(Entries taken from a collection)

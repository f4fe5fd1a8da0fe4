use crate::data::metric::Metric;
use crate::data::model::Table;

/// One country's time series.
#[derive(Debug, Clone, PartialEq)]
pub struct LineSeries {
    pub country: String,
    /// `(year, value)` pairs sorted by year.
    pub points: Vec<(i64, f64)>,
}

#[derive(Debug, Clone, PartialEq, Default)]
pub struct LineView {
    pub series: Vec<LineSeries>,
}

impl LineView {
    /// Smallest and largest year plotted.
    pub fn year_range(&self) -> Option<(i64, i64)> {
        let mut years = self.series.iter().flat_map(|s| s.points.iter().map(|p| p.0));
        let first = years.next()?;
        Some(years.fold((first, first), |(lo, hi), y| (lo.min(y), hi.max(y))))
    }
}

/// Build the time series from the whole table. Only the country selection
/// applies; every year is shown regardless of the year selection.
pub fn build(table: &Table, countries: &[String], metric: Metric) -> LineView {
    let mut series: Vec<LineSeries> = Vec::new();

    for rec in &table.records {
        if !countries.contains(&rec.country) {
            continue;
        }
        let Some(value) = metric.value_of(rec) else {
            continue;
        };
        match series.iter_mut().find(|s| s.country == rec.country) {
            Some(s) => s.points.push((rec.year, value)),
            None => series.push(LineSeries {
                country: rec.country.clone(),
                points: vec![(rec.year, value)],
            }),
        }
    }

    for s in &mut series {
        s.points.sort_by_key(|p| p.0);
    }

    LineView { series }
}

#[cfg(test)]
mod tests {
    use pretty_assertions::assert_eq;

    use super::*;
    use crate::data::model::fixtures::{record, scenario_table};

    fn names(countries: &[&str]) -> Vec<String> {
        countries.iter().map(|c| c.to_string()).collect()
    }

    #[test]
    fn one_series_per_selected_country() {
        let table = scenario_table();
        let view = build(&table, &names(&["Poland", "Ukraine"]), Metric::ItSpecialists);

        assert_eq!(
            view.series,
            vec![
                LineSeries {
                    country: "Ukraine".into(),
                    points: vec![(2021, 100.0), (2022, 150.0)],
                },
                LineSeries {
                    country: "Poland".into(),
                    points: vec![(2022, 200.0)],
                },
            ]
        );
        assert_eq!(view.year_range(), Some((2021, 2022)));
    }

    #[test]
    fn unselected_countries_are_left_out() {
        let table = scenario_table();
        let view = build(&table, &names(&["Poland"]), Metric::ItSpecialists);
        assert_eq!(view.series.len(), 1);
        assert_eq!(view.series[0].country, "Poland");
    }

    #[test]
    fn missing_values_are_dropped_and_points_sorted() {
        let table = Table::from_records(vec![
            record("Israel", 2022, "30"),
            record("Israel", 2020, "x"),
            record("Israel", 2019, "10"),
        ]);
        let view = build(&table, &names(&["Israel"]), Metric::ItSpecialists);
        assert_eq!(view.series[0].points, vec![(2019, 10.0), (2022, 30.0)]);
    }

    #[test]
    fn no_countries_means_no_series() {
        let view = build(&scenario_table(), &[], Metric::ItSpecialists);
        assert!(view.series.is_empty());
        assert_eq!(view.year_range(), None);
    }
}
* * *
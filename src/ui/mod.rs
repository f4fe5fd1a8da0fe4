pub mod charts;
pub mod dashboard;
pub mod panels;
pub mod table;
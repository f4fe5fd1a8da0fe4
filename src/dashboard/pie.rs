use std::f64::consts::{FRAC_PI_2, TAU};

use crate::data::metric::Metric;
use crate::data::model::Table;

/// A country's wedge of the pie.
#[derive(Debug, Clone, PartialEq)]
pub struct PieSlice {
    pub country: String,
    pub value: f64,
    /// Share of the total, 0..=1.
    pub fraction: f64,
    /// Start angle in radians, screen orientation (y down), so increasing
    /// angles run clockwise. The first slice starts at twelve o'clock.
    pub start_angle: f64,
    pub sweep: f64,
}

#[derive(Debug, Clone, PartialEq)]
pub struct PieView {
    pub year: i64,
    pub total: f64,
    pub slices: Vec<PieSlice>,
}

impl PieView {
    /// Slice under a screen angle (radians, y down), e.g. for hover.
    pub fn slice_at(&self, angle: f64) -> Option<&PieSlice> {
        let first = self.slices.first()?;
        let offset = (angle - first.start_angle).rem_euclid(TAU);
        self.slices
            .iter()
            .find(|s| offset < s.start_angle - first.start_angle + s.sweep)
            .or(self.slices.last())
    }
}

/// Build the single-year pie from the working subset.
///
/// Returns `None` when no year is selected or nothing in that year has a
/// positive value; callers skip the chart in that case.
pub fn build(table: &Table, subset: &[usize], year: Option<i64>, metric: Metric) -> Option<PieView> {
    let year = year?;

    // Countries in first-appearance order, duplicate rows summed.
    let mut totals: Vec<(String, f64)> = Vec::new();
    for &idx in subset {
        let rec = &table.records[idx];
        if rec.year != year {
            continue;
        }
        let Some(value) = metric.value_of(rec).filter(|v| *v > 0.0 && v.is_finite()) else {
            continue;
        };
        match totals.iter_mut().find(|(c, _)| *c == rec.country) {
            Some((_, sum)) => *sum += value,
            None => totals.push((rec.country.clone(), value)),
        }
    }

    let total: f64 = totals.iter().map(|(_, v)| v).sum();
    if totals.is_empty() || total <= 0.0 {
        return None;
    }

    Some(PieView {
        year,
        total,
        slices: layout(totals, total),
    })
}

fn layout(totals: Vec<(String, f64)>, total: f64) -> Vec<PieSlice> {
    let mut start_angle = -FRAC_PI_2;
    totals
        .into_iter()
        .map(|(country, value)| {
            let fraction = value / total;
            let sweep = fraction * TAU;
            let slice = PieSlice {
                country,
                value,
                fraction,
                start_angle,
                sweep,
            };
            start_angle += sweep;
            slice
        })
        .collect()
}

● **Instructions for the task**
Using the data above, reproduce exactly the lines between those holding "country's time series." and "for rec in &table.records", inclusive, and no others.

● **Output for this exercise**
/// One country's time series.
#[derive(Debug, Clone, PartialEq)]
pub struct LineSeries {
    pub country: String,
    /// `(year, value)` pairs sorted by year.
    pub points: Vec<(i64, f64)>,
}

#[derive(Debug, Clone, PartialEq, Default)]
pub struct LineView {
    pub series: Vec<LineSeries>,
}

impl LineView {
    /// Smallest and largest year plotted.
    pub fn year_range(&self) -> Option<(i64, i64)> {
        let mut years = self.series.iter().flat_map(|s| s.points.iter().map(|p| p.0));
        let first = years.next()?;
        Some(years.fold((first, first), |(lo, hi), y| (lo.min(y), hi.max(y))))
    }
}

/// Build the time series from the whole table. Only the country selection
/// applies; every year is shown regardless of the year selection.
pub fn build(table: &Table, countries: &[String], metric: Metric) -> LineView {
    let mut series: Vec<LineSeries> = Vec::new();

    for rec in &table.records {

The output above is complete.